From the exaggerated features of Disney villains such as ‘The Little Mermaid’s’ Ursula who  large lips and wide smiles, and ‘Peter Pan’s’ Captain Hook with his long, wide, hooked nose, to Victoria’s Secret Fashion Shows – perceived as the ‘pinnacle of beauty’ –  showcasing largely slim, white, blonde women, growing up in the 2000s has conditioned into young women like myself that unless you have anglicised features, you will always be some variation of an ‘Ugly Betty’.

Eurocentric standards of beauty have a global reach. Whilst skin-bleaching companies such as ‘Fair and Lovely’ profit from nationals of various countries and regions around the world, countries in East Asia in particular have noticeably high rates of surgery to achieve a more Eurocentric look. This ‘Ugly Betty’ effect seems to be a uniquely second-generation experience in the UK; many of our immigrant parents grew up in countries where people that looked like themselves were the majority. Going to an institution or living in area where both normalcy and beauty are concepts that are conflated with whiteness is something that many of us have accepted, as we were exposed from a young age to a culture that our parents were not. Thus, reassurance from your parents becomes almost completely void.
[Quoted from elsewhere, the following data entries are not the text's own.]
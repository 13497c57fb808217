use std::fmt;
use std::io;
use std::net::TcpStream;
use std::sync::Arc;

use rustls::client::danger::{HandshakeSignatureValid, ServerCertVerified, ServerCertVerifier};
use rustls::crypto::{verify_tls12_signature, verify_tls13_signature, CryptoProvider};
use rustls::pki_types::{CertificateDer, ServerName, UnixTime};
use rustls::{ClientConfig, ClientConnection, DigitallySignedStruct, RootCertStore};
use rustls::{SignatureScheme, StreamOwned};

use crate::error::Stage;
use crate::timeout::Deadline;
use crate::Error;

/// Wraps TCP streams in TLS.
///
/// Holds one rustls client config, built once and shared between calls.
#[derive(Clone)]
pub struct TlsConnector {
    config: Arc<ClientConfig>,
    verify: bool,
}

impl TlsConnector {
    /// Connector with the webpki root store, or accepting any certificate when `verify` is false.
    pub fn new(verify: bool) -> Self {
        let config = if verify {
            let mut roots = RootCertStore::empty();
            roots.extend(webpki_roots::TLS_SERVER_ROOTS.iter().cloned());

            ClientConfig::builder()
                .with_root_certificates(roots)
                .with_no_client_auth()
        } else {
            warn!("TLS certificate verification is disabled");

            let provider = Arc::new(rustls::crypto::ring::default_provider());

            ClientConfig::builder()
                .dangerous()
                .with_custom_certificate_verifier(Arc::new(AcceptAnyCert(provider)))
                .with_no_client_auth()
        };

        TlsConnector {
            config: Arc::new(config),
            verify,
        }
    }

    /// Tell if certificates are verified.
    pub fn is_verifying(&self) -> bool {
        self.verify
    }

    /// Perform the handshake for `host` over `tcp`, bounded by `deadline`.
    pub(crate) fn handshake(
        &self,
        host: &str,
        mut tcp: TcpStream,
        deadline: &Deadline,
    ) -> Result<StreamOwned<ClientConnection, TcpStream>, Error> {
        let server_name = ServerName::try_from(host.to_string())
            .map_err(|e| Error::TlsHandshakeFailed(format!("{}: {}", host, e)))?;

        let mut conn = ClientConnection::new(self.config.clone(), server_name)
            .map_err(|e| Error::TlsHandshakeFailed(format!("{}: {}", host, e)))?;

        while conn.is_handshaking() {
            let left = deadline.remaining(Stage::Handshake)?;

            tcp.set_read_timeout(Some(left))
                .and_then(|_| tcp.set_write_timeout(Some(left)))
                .map_err(|e| Error::from_io(e, Stage::Handshake))?;

            if let Err(e) = conn.complete_io(&mut tcp) {
                return Err(handshake_error(host, e, deadline));
            }
        }

        debug!(
            "TLS handshake with {} done: {:?} {:?}",
            host,
            conn.protocol_version(),
            conn.negotiated_cipher_suite().map(|s| s.suite())
        );

        Ok(StreamOwned::new(conn, tcp))
    }
}

fn handshake_error(host: &str, e: io::Error, deadline: &Deadline) -> Error {
    match e.kind() {
        io::ErrorKind::WouldBlock | io::ErrorKind::TimedOut => Error::Timeout(Stage::Handshake),
        _ if deadline.is_expired() => Error::Timeout(Stage::Handshake),
        io::ErrorKind::UnexpectedEof => {
            Error::TlsHandshakeFailed(format!("{}: connection closed during handshake", host))
        }
        // rustls reports certificate and protocol failures as InvalidData.
        _ => Error::TlsHandshakeFailed(format!("{}: {}", host, e)),
    }
}

impl fmt::Debug for TlsConnector {
    fn fmt(&self, f: &mut fmt::Formatter<'_>) -> fmt::Result {
        f.debug_struct("TlsConnector")
            .field("verify", &self.verify)
            .finish()
    }
}

/// Verifier used when certificate validation is turned off.
///
/// Handshake signatures are still checked, so the peer must hold the key of the certificate
/// it presents.
#[derive(Debug)]
struct AcceptAnyCert(Arc<CryptoProvider>);

impl ServerCertVerifier for AcceptAnyCert {
    fn verify_server_cert(
        &self,
        _end_entity: &CertificateDer<'_>,
        _intermediates: &[CertificateDer<'_>],
        _server_name: &ServerName<'_>,
        _ocsp_response: &[u8],
        _now: UnixTime,
    ) -> Result<ServerCertVerified, rustls::Error> {
        Ok(ServerCertVerified::assertion())
    }

    fn verify_tls12_signature(
        &self,
        message: &[u8],
        cert: &CertificateDer<'_>,
        dss: &DigitallySignedStruct,
    ) -> Result<HandshakeSignatureValid, rustls::Error> {
        verify_tls12_signature(
            message,
            cert,
            dss,
            &self.0.signature_verification_algorithms,
        )
    }

    fn verify_tls13_signature(
        &self,
        message: &[u8],
        cert: &CertificateDer<'_>,
        dss: &DigitallySignedStruct,
    ) -> Result<HandshakeSignatureValid, rustls::Error> {
        verify_tls13_signature(
            message,
            cert,
            dss,
            &self.0.signature_verification_algorithms,
        )
    }

    fn supported_verify_schemes(&self) -> Vec<SignatureScheme> {
        self.0.signature_verification_algorithms.supported_schemes()
    }
}

#[cfg(test)]
mod tests {
    use super::*;
    use std::io::{Read, Write};
    use std::net::TcpListener;
    use std::thread;
    use std::time::Duration;

    fn garbage_server() -> u16 {
        let listener = TcpListener::bind("127.0.0.1:0").unwrap();
        let port = listener.local_addr().unwrap().port();
        thread::spawn(move || {
            if let Ok((mut s, _)) = listener.accept() {
                let mut buf = [0; 1024];
                let _ = s.read(&mut buf);
                let _ = s.write_all(b"HTTP/1.1 400 Bad Request\r\n\r\n");
            }
        });
        port
    }

    #[test]
    fn handshake_with_non_tls_server_fails() {
        let port = garbage_server();
        let tcp = TcpStream::connect(("127.0.0.1", port)).unwrap();
        let deadline = Deadline::after(Duration::from_secs(5));

        let err = TlsConnector::new(true)
            .handshake("localhost", tcp, &deadline)
            .unwrap_err();
        assert!(matches!(err, Error::TlsHandshakeFailed(_)), "{:?}", err);
    }

    #[test]
    fn handshake_times_out_on_silent_server() {
        let listener = TcpListener::bind("127.0.0.1:0").unwrap();
        let port = listener.local_addr().unwrap().port();
        let holder = thread::spawn(move || {
            let s = listener.accept();
            thread::sleep(Duration::from_millis(500));
            drop(s);
        });

        let tcp = TcpStream::connect(("127.0.0.1", port)).unwrap();
        let deadline = Deadline::after(Duration::from_millis(100));

        let err = TlsConnector::new(false)
            .handshake("localhost", tcp, &deadline)
            .unwrap_err();
        assert_eq!(err, Error::Timeout(Stage::Handshake));

        holder.join().unwrap();
    }

    #[test]
    fn verify_flag() {
        assert!(TlsConnector::new(true).is_verifying());
        assert!(!TlsConnector::new(false).is_verifying());
    }
}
Instead, society has conditioned us into requiring validation from our white peers.  This begs the crucial question, in an age where beauty companies and the media are trying to diversify their image and cast more ethnic models, can we decolonize our standards of beauty?

On the one hand, seeing the models representing Rihanna’s popular Fenty Beauty brand gives me hope for the next generation of young girls; cover girl Slick Woods, with her wider nose and bigger lips, and dark-skinned women such as Nyadak “Duckie” Thot being showcased in fashion shows and billboards is representation that was not readily available back in the early 2000s (and especially not before then). Perhaps if I had seen a movie in which a shy schoolgirl finds out she is a princess and keeps her curly hair, or an animated princess film in which the princess had a large nose and large lips, my idea of beauty, growing up, would not have been so racialised.

However, having grown up in an era where this was not the case, and the media imprinted in me the idea that your proximity to whiteness determines your attractiveness, has caused me to consider and question why such ideas existed and were perpetuated in the media in the first place. If such principles are rooted themselves in white supremacy, colonialism and general eurocentrism, historical and long-lasting concepts that underlie  our current global community, then surely focusing our attention on fixing the product instead of the root would be futile? If the media’s idealisation of white bodies is the tip of our historical racialised iceberg, will campaigns with black models by a few brands truly decolonize our perceptions of beauty, normalcy and race?

Perhaps my scepticism is counteractive and perhaps I should let the gradual revolutionization of our media take its course; it may be that one day, the ‘Ugly Betty’ effect will be considered among our second-generation community as a phenomenon unique to us and not to our children and grand-children. However, given that I am in one of the youngest age groups in our society, and still grew up being exposed to racialised standards of beauty, we still have a long way to go.